Sunday, August 16, 2015

What are the different measures of the money supply, and what is the need to have different definitions?

The term money supply is used two related or similar variables
describing the sate of economic condition of an economy or a country. These two different
variables are often represented as M1 and M2.


M1 is a narrowly
defined variables as compared to M2. It refers to the total supply of total coins, paper
currency, and deposits in all demand or checking accounts in banks. Coins and note in bank vaults
and therefore not in circulation are not included in M1. This represents the money that is used
for facilitating the commercial transactions in the economy.


M2 is a
more broadly defined variable. It includes all the items included in M1, plus some additional
items. These are some liquid assets which are not as liquid as the assets in M1, but still play a
part in facilitating economic transactions as these can be converted in the form of M1 assets
quickly and at marginal cost.

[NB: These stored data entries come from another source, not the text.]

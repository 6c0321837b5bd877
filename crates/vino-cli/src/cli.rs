//! Command-line argument parsing with clap.

use std::path::PathBuf;

use clap::{Args, Parser, Subcommand, ValueEnum};
use vino_link::RuntimeEnv;

/// Vino session client - connect to a roleplay session server.
#[derive(Parser, Debug, Clone)]
#[command(name = "vino-link")]
#[command(version, about, long_about = None)]
pub struct Cli {
    /// Output format.
    #[arg(short, long, global = true, value_enum, default_value_t = Format::Text)]
    pub format: Format,

    /// Subcommand to execute.
    #[command(subcommand)]
    pub command: Commands,
}

/// Output format options.
#[derive(Debug, Clone, Copy, PartialEq, Eq, Default, ValueEnum)]
pub enum Format {
    /// Human-readable lines.
    #[default]
    Text,
    /// One JSON object per line.
    Json,
}

/// Top-level subcommands.
#[derive(Subcommand, Debug, Clone)]
pub enum Commands {
    /// Connect to a session server and print its events.
    ///
    /// Each line read from stdin is sent as a message: valid JSON is sent
    /// as-is, anything else as a JSON string.
    Connect(ConnectArgs),

    /// Write a default configuration file.
    InitConfig {
        /// Path to write config.
        #[arg(short, long, default_value = "vino-link.toml")]
        output: PathBuf,

        /// Overwrite an existing file.
        #[arg(long)]
        force: bool,
    },

    /// Print the endpoint the configuration selects.
    Endpoint(SourceArgs),
}

/// Where configuration comes from.
#[derive(Args, Debug, Clone, Default)]
pub struct SourceArgs {
    /// Path to a TOML config file.
    #[arg(short, long)]
    pub config: Option<PathBuf>,

    /// Runtime environment (production or development).
    #[arg(short, long, env = "VINO_ENV")]
    pub env: Option<RuntimeEnv>,

    /// Use this URL instead of the configured endpoint.
    #[arg(short, long)]
    pub url: Option<String>,
}

/// Arguments for the connect command.
#[derive(Args, Debug, Clone, Default)]
pub struct ConnectArgs {
    /// Configuration source.
    #[command(flatten)]
    pub source: SourceArgs,

    /// Reconnection attempts before giving up.
    #[arg(long)]
    pub max_attempts: Option<u32>,

    /// Delay before the first reconnection attempt, in milliseconds.
    #[arg(long)]
    pub base_delay_ms: Option<u64>,

    /// Ceiling for the reconnection delay, in milliseconds.
    #[arg(long)]
    pub max_delay_ms: Option<u64>,
}
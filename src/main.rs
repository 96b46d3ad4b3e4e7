//! fingerpaint - command-line harness for the VR finger-painting core.
//!
//! Runs a synthetic two-hand drawing session through the real
//! engine/store/saver stack and writes the JSON drawing file, or
//! loads an existing file and summarizes it. Useful for inspecting
//! saved drawings and for exercising the core outside a headset.

use std::path::PathBuf;

use clap::Parser;
use tracing::info;

use fingerpaint::{
    Color, DrawingConfig, DrawingSaver, DrawingStore, DrawingSurface, Hand, StrokeEngine,
    SurfaceConfig,
};

#[derive(Parser, Debug)]
#[command(name = "fingerpaint", about = "VR finger-painting core harness")]
struct Cli {
    /// Drawing file to write or read
    #[arg(long, default_value = "drawing.json")]
    file: PathBuf,

    /// Load and summarize an existing drawing instead of generating one
    #[arg(long)]
    load: bool,

    /// Number of synthetic strokes to draw per hand
    #[arg(long, default_value_t = 2)]
    strokes: usize,

    /// Show version and exit
    #[arg(long)]
    version: bool,
}

fn main() -> anyhow::Result<()> {
    let cli = Cli::parse();

    if cli.version {
        println!("fingerpaint {}", env!("CARGO_PKG_VERSION"));
        return Ok(());
    }

    tracing_subscriber::fmt()
        .with_env_filter(
            tracing_subscriber::EnvFilter::try_from_default_env()
                .unwrap_or_else(|_| "fingerpaint=info".into()),
        )
        .init();

    let surface = DrawingSurface::identity(SurfaceConfig::default());
    let mut store = DrawingStore::new(surface, DrawingConfig::default());
    let saver = DrawingSaver::new(&cli.file);

    if cli.load {
        if !saver.load(&mut store)? {
            anyhow::bail!("nothing to load at {}", cli.file.display());
        }
        summarize(&store);
        return Ok(());
    }

    info!("generating {} synthetic strokes per hand", cli.strokes);
    draw_session(&mut store, cli.strokes);
    summarize(&store);
    saver.save(&store)?;
    Ok(())
}

/// Sweep each hand's fingertip across the surface a few times,
/// alternating colors, with a lift between strokes.
fn draw_session(store: &mut DrawingStore, strokes_per_hand: usize) {
    let mut left = StrokeEngine::new(Hand::Left);
    let mut right = StrokeEngine::new(Hand::Right);
    let palette = [Color::RED, Color::BLUE];

    for stroke in 0..strokes_per_hand {
        store.set_color(palette[stroke % palette.len()]);
        let y = -0.3 + 0.15 * stroke as f32;

        // Horizontal sweep while touching (z well inside the slab),
        // engines ticked sequentially as in a real frame loop.
        for step in 0..=20 {
            let x = -0.4 + 0.04 * step as f32;
            left.update(store, true, Some([x, y, 0.005]));
            right.update(store, true, Some([x, y + 0.4, 0.005]));
        }

        // Lift both fingertips off the surface to end the strokes.
        left.update(store, true, Some([0.0, y, 0.2]));
        right.update(store, true, Some([0.0, y + 0.4, 0.2]));
    }
}

fn summarize(store: &DrawingStore) {
    println!("{} strokes:", store.stroke_count());
    for (index, (color, points)) in store.strokes().enumerate() {
        println!(
            "  #{:<3} {:>4} points  rgba({:.1}, {:.1}, {:.1}, {:.1})",
            index,
            points.len(),
            color.r,
            color.g,
            color.b,
            color.a,
        );
    }
}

These include saving accounts, small time deposits and retail money
market mutual funds. Also these are safe form of assets.


We use two
different measures for money supply because the narrow money (M1) can be used for all type of
transactions. Whereas the additional components of broad money (M2) can be used only for some
kinds of transactions. For example we cannot use then for paying for the grocery we buy in a
store.


Some economies also define other measures of money supply.
For example M0 includes only coins and notes, and MB includes M0 plus Federal Reserve Bank
Credit.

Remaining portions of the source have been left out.